[Collected data entries]
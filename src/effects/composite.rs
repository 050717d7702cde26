/// Straight (non-premultiplied) RGBA8 pixel.
pub type Rgba8 = [u8; 4];

/// Opaque white, the canvas background.
pub const WHITE: Rgba8 = [255, 255, 255, 255];

/// Blend `src` into `dst` using the source alpha as a mask on all four bands.
///
/// Each band becomes `dst + (src - dst) * a / 255`, rounded, where `a` is the
/// source alpha. Alpha is interpolated like the colour bands, so a
/// half-transparent pixel on opaque white ends up with alpha 191.
pub fn mask_blend(dst: Rgba8, src: Rgba8) -> Rgba8 {
    let a = u32::from(src[3]);
    match a {
        0 => dst,
        255 => src,
        _ => {
            let inv = 255 - a;
            let mut out = [0u8; 4];
            for i in 0..4 {
                out[i] = div255_round(u32::from(src[i]) * a + u32::from(dst[i]) * inv);
            }
            out
        }
    }
}

/// Paste `src` onto `canvas` with its top-left corner at `(x, y)`.
///
/// Each pixel goes through [`mask_blend`]; parts falling outside the canvas are clipped.
pub fn paste_with_alpha(canvas: &mut image::RgbaImage, src: &image::RgbaImage, x: u32, y: u32) {
    let (cw, ch) = canvas.dimensions();
    if x >= cw || y >= ch {
        return;
    }
    let w = src.width().min(cw - x);
    let h = src.height().min(ch - y);
    for sy in 0..h {
        for sx in 0..w {
            let s = src.get_pixel(sx, sy).0;
            let d = canvas.get_pixel_mut(x + sx, y + sy);
            d.0 = mask_blend(d.0, s);
        }
    }
}

fn div255_round(num: u32) -> u8 {
    ((num + 127) / 255).min(255) as u8
}

#[cfg(test)]
#[path = "../../tests/unit/effects/composite.rs"]
mod tests;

| Problem to solve |
Write out exactly those lines of the records above that lie from the one with "let h = src.height().min(ch - y);" through the last line, including both.

| Response area |
    let h = src.height().min(ch - y);
    for sy in 0..h {
        for sx in 0..w {
            let s = src.get_pixel(sx, sy).0;
            let d = canvas.get_pixel_mut(x + sx, y + sy);
            d.0 = mask_blend(d.0, s);
        }
    }
}

fn div255_round(num: u32) -> u8 {
    ((num + 127) / 255).min(255) as u8
}

#[cfg(test)]
#[path = "../../tests/unit/effects/composite.rs"]
mod tests;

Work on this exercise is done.